Unitranche vs SBA 7(a): when each makes sense for sub-$50M deals

For deals at the boundary between SBA 7(a) eligibility and unitranche territory, the choice between structures materially affects deal economics. SBA 7(a) allows 90% buyer-equity ratio at low cost; unitranche allows higher absolute leverage with more institutional discipline. Below is the decision framework.

When SBA 7(a) wins. Deal size under $5M loan / under $25M total project. Buyer is owner-operator (SBA requires personal guarantee from buyer; doesn’t fit institutional structures). Buyer has limited equity ($300K-$500K of personal capital). Business has predictable cash flow with limited reinvestment needs. Long hold contemplated (10+ years; SBA’s 10-year amortization and personal guarantee align with long holds). Multiple seller-finance components (SBA’s deal structure permits 25-30% seller financing easily).

When unitranche wins. Deal size over $25M EV. Buyer is institutional (PE platform, family office, large independent sponsor). Business has growth capex needs requiring covenant flexibility. Buyer plans add-on acquisitions (unitranche accordion features support this; SBA does not). Buyer prefers no personal guarantee. Buyer has institutional equity (LP capital) requiring institutional debt covenants and reporting.

The middle ground: $25M-$50M EV deals. These deals can technically use SBA (loan size $5M plus seller financing plus equity = up to $40-50M total project) but typically don’t because: (1) SBA’s 90% buyer-equity requirement caps buyer equity at the SBA-approved amount, limiting deal size structurally. (2) The personal guarantee burden on buyers is unattractive for institutional capital. (3) Seller financing components are large (often 30-40% of deal), creating refinancing overhang. Most deals in this size band default to unitranche from LMM specialists like Twin Brook, Monroe Capital, or Maranon.
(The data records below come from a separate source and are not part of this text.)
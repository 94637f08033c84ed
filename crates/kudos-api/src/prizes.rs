//! Handlers for the prize shop and order endpoints.
//!
//! | Method   | Path | Notes |
//! |----------|------|-------|
//! | `POST`   | `/guardians/:id/prizes` | Body: `{"name":"…","description":"…","cost":n}` |
//! | `GET`    | `/guardians/:id/prizes` | Sorted by name |
//! | `DELETE` | `/guardians/:id/prizes/:item_id` | Owner-scoped; orders survive |
//! | `POST`   | `/learners/:id/orders` | Body: `{"item_id":"…"}` |
//! | `GET`    | `/learners/:id/orders` | Newest first |

use axum::{
  Json,
  extract::{Path, State},
  http::StatusCode,
  response::IntoResponse,
};
use kudos_core::{
  prize::{NewPrizeItem, PrizeItem, PrizeOrder},
  store::RewardStore,
};
use serde::Deserialize;
use uuid::Uuid;

use crate::{AppState, error::ApiError};

// ─── Shop items ───────────────────────────────────────────────────────────────

#[derive(Debug, Deserialize)]
pub struct CreateItemBody {
  pub name:        String,
  #[serde(default)]
  pub description: String,
  pub cost:        u32,
}

/// `POST /guardians/:id/prizes`
pub async fn create_item<S: RewardStore>(
  State(state): State<AppState<S>>,
  Path(id): Path<Uuid>,
  Json(body): Json<CreateItemBody>,
) -> Result<impl IntoResponse, ApiError> {
  let item = state
    .store
    .add_prize_item(NewPrizeItem {
      guardian_id: id,
      name:        body.name,
      description: body.description,
      cost:        body.cost,
    })
    .await?;
  Ok((StatusCode::CREATED, Json(item)))
}

/// `GET /guardians/:id/prizes`
pub async fn list_items<S: RewardStore>(
  State(state): State<AppState<S>>,
  Path(id): Path<Uuid>,
) -> Result<Json<Vec<PrizeItem>>, ApiError> {
  Ok(Json(state.store.list_prize_items(id).await?))
}

/// `DELETE /guardians/:id/prizes/:item_id`
pub async fn delete_item<S: RewardStore>(
  State(state): State<AppState<S>>,
  Path((id, item_id)): Path<(Uuid, Uuid)>,
) -> Result<StatusCode, ApiError> {
  state.store.delete_prize_item(id, item_id).await?;
  Ok(StatusCode::NO_CONTENT)
}

// ─── Orders ───────────────────────────────────────────────────────────────────

#[derive(Debug, Deserialize)]
pub struct PurchaseBody {
  pub item_id: Uuid,
}

/// `POST /learners/:id/orders`
pub async fn purchase<S: RewardStore>(
  State(state): State<AppState<S>>,
  Path(id): Path<Uuid>,
  Json(body): Json<PurchaseBody>,
) -> Result<impl IntoResponse, ApiError> {
  let order = state.store.purchase(id, body.item_id).await?;
  tracing::info!(
    learner_id = %id,
    item_id = %body.item_id,
    cost = order.cost,
    "prize redeemed"
  );
  Ok((StatusCode::CREATED, Json(order)))
}

/// `GET /learners/:id/orders`
pub async fn list_orders<S: RewardStore>(
  State(state): State<AppState<S>>,
  Path(id): Path<Uuid>,
) -> Result<Json<Vec<PrizeOrder>>, ApiError> {
  Ok(Json(state.store.list_orders(id).await?))
}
Hybrid structures. Some deals combine SBA + unitranche: SBA 7(a) for the senior tranche ($5M), unitranche for the junior tranche ($15M+), seller financing for the gap. This combines SBA’s pricing advantage with unitranche’s flexibility. Hybrid structures are uncommon (only 5-10% of deals) because the legal complexity of combining SBA’s regulatory framework with private credit covenants is meaningful. Best for: borderline deals where SBA’s pricing advantage on the senior portion is too attractive to ignore.

Decision framework. (1) Calculate total deal size at desired leverage. If under $25M, default to SBA. (2) Identify buyer profile: owner-operator vs institutional. Owner-operator default to SBA. (3) Identify business growth profile: stable cash flow vs growth capex. Growth capex needs default to unitranche. (4) Evaluate add-on plans: standalone vs platform. Platform plans default to unitranche.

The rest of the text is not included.